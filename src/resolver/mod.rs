//! Hostname resolution module
//!
//! This module provides the resolution cache shared by every crawl worker and
//! the resolver stage that fills in a record's address.

mod cache;
mod lookup;

pub use cache::ResolutionCache;
pub use lookup::{Lookup, SystemLookup};

use crate::record::Resolvable;
use std::net::IpAddr;
use thiserror::Error;

/// A failed hostname lookup
#[derive(Debug, Clone, Error, PartialEq, Eq)]
#[error("{hostname}: {cause}")]
pub struct ResolutionFailure {
    /// The hostname that could not be resolved
    pub hostname: String,

    /// Why the lookup failed
    pub cause: String,
}

impl ResolutionFailure {
    pub fn new(hostname: impl Into<String>, cause: impl Into<String>) -> Self {
        Self {
            hostname: hostname.into(),
            cause: cause.into(),
        }
    }
}

/// Resolves a record's hostname through the cache and stores the address on it
///
/// # Returns
///
/// * `Ok(IpAddr)` - The address now set on the record
/// * `Err(ResolutionFailure)` - The lookup failed; the record is left untouched
pub async fn resolve_record<L, R>(
    cache: &ResolutionCache<L>,
    record: &mut R,
) -> Result<IpAddr, ResolutionFailure>
where
    L: Lookup,
    R: Resolvable + ?Sized,
{
    let address = cache.resolve(record.hostname()).await?;
    record.set_address(address);
    Ok(address)
}
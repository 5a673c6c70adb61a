use crate::config::types::{Config, CrawlerConfig, FilterConfig, HostEntry, UserAgentConfig};
use crate::url::{normalize_host, parse_seed};
use crate::ConfigError;
use std::net::IpAddr;
use url::Url;

/// Validates the entire configuration
pub fn validate(config: &Config) -> Result<(), ConfigError> {
    validate_seeds(&config.seeds)?;
    validate_crawler_config(&config.crawler)?;
    validate_filter_config(&config.filter)?;
    validate_user_agent_config(&config.user_agent)?;
    validate_blacklist(&config.blacklist)?;
    Ok(())
}

/// Validates seed URLs: at least one, each an http(s) URL with a host
fn validate_seeds(seeds: &[String]) -> Result<(), ConfigError> {
    if seeds.is_empty() {
        return Err(ConfigError::Validation(
            "at least one seed URL is required".to_string(),
        ));
    }

    for seed in seeds {
        parse_seed(seed)
            .map_err(|e| ConfigError::InvalidUrl(format!("Invalid seed URL '{}': {}", seed, e)))?;
    }

    Ok(())
}

/// Validates crawler configuration
fn validate_crawler_config(config: &CrawlerConfig) -> Result<(), ConfigError> {
    if config.max_concurrent_pages < 1 || config.max_concurrent_pages > 1000 {
        return Err(ConfigError::Validation(format!(
            "max_concurrent_pages must be between 1 and 1000, got {}",
            config.max_concurrent_pages
        )));
    }

    if config.max_pages < 1 {
        return Err(ConfigError::Validation(format!(
            "max_pages must be >= 1, got {}",
            config.max_pages
        )));
    }

    if config.idle_timeout_ms < 10 {
        return Err(ConfigError::Validation(format!(
            "idle_timeout_ms must be >= 10ms, got {}ms",
            config.idle_timeout_ms
        )));
    }

    if config.request_timeout_ms < 100 {
        return Err(ConfigError::Validation(format!(
            "request_timeout_ms must be >= 100ms, got {}ms",
            config.request_timeout_ms
        )));
    }

    Ok(())
}

/// Validates filter configuration
fn validate_filter_config(config: &FilterConfig) -> Result<(), ConfigError> {
    if config.request_buffer < 1 {
        return Err(ConfigError::Validation(
            "request_buffer must be >= 1".to_string(),
        ));
    }

    if config.results_buffer < 1 {
        return Err(ConfigError::Validation(
            "results_buffer must be >= 1".to_string(),
        ));
    }

    if config.backoff_base_ms < 1 {
        return Err(ConfigError::Validation(
            "backoff_base_ms must be >= 1ms".to_string(),
        ));
    }

    if let Some(max) = config.max_backoff_ms {
        if max < config.backoff_base_ms {
            return Err(ConfigError::Validation(format!(
                "max_backoff_ms ({}ms) must not be below backoff_base_ms ({}ms)",
                max, config.backoff_base_ms
            )));
        }
    }

    Ok(())
}

/// Validates user agent configuration
fn validate_user_agent_config(config: &UserAgentConfig) -> Result<(), ConfigError> {
    // Validate crawler name: non-empty, alphanumeric + hyphens only
    if config.crawler_name.is_empty() {
        return Err(ConfigError::Validation(
            "crawler_name cannot be empty".to_string(),
        ));
    }

    if !config
        .crawler_name
        .chars()
        .all(|c| c.is_alphanumeric() || c == '-')
    {
        return Err(ConfigError::Validation(format!(
            "crawler_name must contain only alphanumeric characters and hyphens, got '{}'",
            config.crawler_name
        )));
    }

    Url::parse(&config.contact_url)
        .map_err(|e| ConfigError::InvalidUrl(format!("Invalid contact_url: {}", e)))?;

    validate_email(&config.contact_email)?;

    Ok(())
}

/// Validates blacklisted host entries
fn validate_blacklist(entries: &[HostEntry]) -> Result<(), ConfigError> {
    for entry in entries {
        validate_host(&entry.host)?;
    }
    Ok(())
}

/// Validates an exact host name or IP literal (no wildcards, no port)
fn validate_host(host: &str) -> Result<(), ConfigError> {
    if host.is_empty() {
        return Err(ConfigError::Validation(
            "Blacklisted host cannot be empty".to_string(),
        ));
    }

    if normalize_host(host).parse::<IpAddr>().is_ok() {
        return Ok(());
    }

    if !host
        .chars()
        .all(|c| c.is_ascii_alphanumeric() || c == '.' || c == '-')
    {
        return Err(ConfigError::Validation(format!(
            "Host '{}' contains invalid characters",
            host
        )));
    }

    if host.starts_with('.') || host.ends_with('.') || host.starts_with('-') || host.ends_with('-')
    {
        return Err(ConfigError::Validation(format!(
            "Host '{}' cannot start or end with '.' or '-'",
            host
        )));
    }

    if host.contains("..") {
        return Err(ConfigError::Validation(format!(
            "Host '{}' cannot contain consecutive dots",
            host
        )));
    }

    Ok(())
}

/// Basic email validation
fn validate_email(email: &str) -> Result<(), ConfigError> {
    let invalid = || ConfigError::Validation(format!("Invalid email format: '{}'", email));

    let (local, domain) = email.split_once('@').ok_or_else(invalid)?;
    if local.is_empty() || domain.is_empty() || domain.contains('@') || !domain.contains('.') {
        return Err(invalid());
    }

    Ok(())
}
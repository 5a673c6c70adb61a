use crate::config::FilterConfig;
use std::time::Duration;

/// How long admissions to a failing host are held back
///
/// The delay is zero with no consecutive failures and doubles with every
/// further one: `base × 2^(failures - 1)`, saturating, optionally capped.
#[derive(Debug, Clone, Copy, PartialEq, Eq)]
pub struct BackoffPolicy {
    base: Duration,
    max: Option<Duration>,
}

impl BackoffPolicy {
    pub fn new(base: Duration, max: Option<Duration>) -> Self {
        Self { base, max }
    }

    pub fn from_config(config: &FilterConfig) -> Self {
        Self::new(
            Duration::from_millis(config.backoff_base_ms),
            config.max_backoff_ms.map(Duration::from_millis),
        )
    }

    /// The admission delay for a number of consecutive failures
    pub fn delay_for(&self, failures: u32) -> Duration {
        if failures == 0 {
            return Duration::ZERO;
        }

        let factor = 1u32.checked_shl(failures - 1).unwrap_or(u32::MAX);
        let delay = self.base.saturating_mul(factor);

        match self.max {
            Some(max) => delay.min(max),
            None => delay,
        }
    }
}

impl Default for BackoffPolicy {
    fn default() -> Self {
        Self::from_config(&FilterConfig::default())
    }
}
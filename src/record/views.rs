use crate::record::CrawlRecord;
use std::net::{IpAddr, SocketAddr};
use url::Url;

/// What the resolver stage needs from a record
pub trait Resolvable {
    fn hostname(&self) -> &str;
    fn set_address(&mut self, address: IpAddr);
}

/// What the downloader stage needs from a record
pub trait Downloadable {
    fn url(&self) -> &Url;
    fn hostname(&self) -> &str;
    fn path(&self) -> &str;
    fn port(&self) -> u16;
    fn is_https(&self) -> bool;
    fn socket_addr(&self) -> Option<SocketAddr>;
}

/// What the parser stage needs from a record
pub trait Parseable {
    fn base_url(&self) -> &Url;
    /// The downloaded body, empty if nothing was fetched
    fn body(&self) -> &[u8];
}

impl Resolvable for CrawlRecord {
    fn hostname(&self) -> &str {
        CrawlRecord::hostname(self)
    }

    fn set_address(&mut self, address: IpAddr) {
        CrawlRecord::set_address(self, address)
    }
}

impl Downloadable for CrawlRecord {
    fn url(&self) -> &Url {
        CrawlRecord::url(self)
    }

    fn hostname(&self) -> &str {
        CrawlRecord::hostname(self)
    }

    fn path(&self) -> &str {
        CrawlRecord::path(self)
    }

    fn port(&self) -> u16 {
        CrawlRecord::port(self)
    }

    fn is_https(&self) -> bool {
        CrawlRecord::is_https(self)
    }

    fn socket_addr(&self) -> Option<SocketAddr> {
        CrawlRecord::socket_addr(self)
    }
}

impl Parseable for CrawlRecord {
    fn base_url(&self) -> &Url {
        self.url()
    }

    fn body(&self) -> &[u8] {
        self.page().map(|p| p.body.as_slice()).unwrap_or_default()
    }
}
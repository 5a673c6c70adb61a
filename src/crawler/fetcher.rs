//! Page downloader
//!
//! Fetches a page from the address the resolver already chose. The HTTP
//! client is pinned to that address, so no second DNS lookup happens here.
//! Redirects are not followed: a redirect is a page like any other, and its
//! `Location` is not a link the parser will see.

use crate::config::{CrawlerConfig, UserAgentConfig};
use crate::record::{CrawlRecord, Downloadable, FetchedPage};
use reqwest::{redirect::Policy, Client};
use std::collections::HashMap;
use std::net::SocketAddr;
use std::time::Duration;
use thiserror::Error;

/// A failed download
#[derive(Debug, Error)]
pub enum FetchError {
    #[error("{host} has no resolved address")]
    Unresolved { host: String },

    #[error("Failed to build HTTP client: {0}")]
    Client(reqwest::Error),

    #[error("Request timeout for {url}")]
    Timeout { url: String },

    #[error("Could not connect to {address} for {url}")]
    Connect { url: String, address: SocketAddr },

    #[error("HTTP error for {url}: {source}")]
    Http { url: String, source: reqwest::Error },
}

/// Downloads pages for crawl records
#[derive(Debug, Clone)]
pub struct Downloader {
    user_agent: String,
    timeout: Duration,
    connect_timeout: Duration,
    accept_invalid_certs: bool,
}

impl Downloader {
    pub fn new(crawler: &CrawlerConfig, user_agent: &UserAgentConfig) -> Self {
        let timeout = crawler.request_timeout();
        Self {
            user_agent: user_agent.header_value(),
            timeout,
            connect_timeout: timeout.min(Duration::from_secs(10)),
            accept_invalid_certs: crawler.accept_invalid_certs,
        }
    }

    pub fn user_agent(&self) -> &str {
        &self.user_agent
    }

    /// Builds a client that sends every request for `host` to `address`
    fn client_for(&self, host: &str, address: SocketAddr) -> Result<Client, reqwest::Error> {
        Client::builder()
            .user_agent(self.user_agent.as_str())
            .timeout(self.timeout)
            .connect_timeout(self.connect_timeout)
            .redirect(Policy::none())
            .danger_accept_invalid_certs(self.accept_invalid_certs)
            .resolve(host, address)
            .gzip(true)
            .brotli(true)
            .build()
    }

    /// Downloads the record's URL from its resolved address
    ///
    /// Any HTTP status counts as a download; only transport failures are errors.
    pub async fn download<D>(&self, record: &D) -> Result<FetchedPage, FetchError>
    where
        D: Downloadable + ?Sized,
    {
        let url = record.url().as_str();
        let address = record.socket_addr().ok_or_else(|| FetchError::Unresolved {
            host: record.hostname().to_string(),
        })?;

        let client = self
            .client_for(record.hostname(), address)
            .map_err(FetchError::Client)?;

        tracing::debug!("GET {} via {}", url, address);
        let response = client
            .get(record.url().clone())
            .send()
            .await
            .map_err(|e| classify(url, address, e))?;

        let status = response.status().as_u16();
        let mut headers: HashMap<String, Vec<String>> = HashMap::new();
        for (name, value) in response.headers() {
            headers
                .entry(name.as_str().to_string())
                .or_default()
                .push(String::from_utf8_lossy(value.as_bytes()).into_owned());
        }

        let body = response
            .bytes()
            .await
            .map_err(|e| classify(url, address, e))?
            .to_vec();

        Ok(FetchedPage {
            status,
            headers,
            body,
        })
    }

    /// Downloads into the record, storing either the page or the error text on it
    pub async fn download_into(&self, record: &mut CrawlRecord) -> Result<(), FetchError> {
        match self.download(&*record).await {
            Ok(page) => {
                record.set_page(page);
                Ok(())
            }
            Err(e) => {
                record.set_error(e.to_string());
                Err(e)
            }
        }
    }
}

fn classify(url: &str, address: SocketAddr, error: reqwest::Error) -> FetchError {
    if error.is_timeout() {
        FetchError::Timeout {
            url: url.to_string(),
        }
    } else if error.is_connect() {
        FetchError::Connect {
            url: url.to_string(),
            address,
        }
    } else {
        FetchError::Http {
            url: url.to_string(),
            source: error,
        }
    }
}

****************

_DIRECTIONS_
Pull out every line of the records that includes the string "source".

_RESULT OF THIS EXERCISE_
    #[error("HTTP error for {url}: {source}")]
    Http { url: String, source: reqwest::Error },
            source: error,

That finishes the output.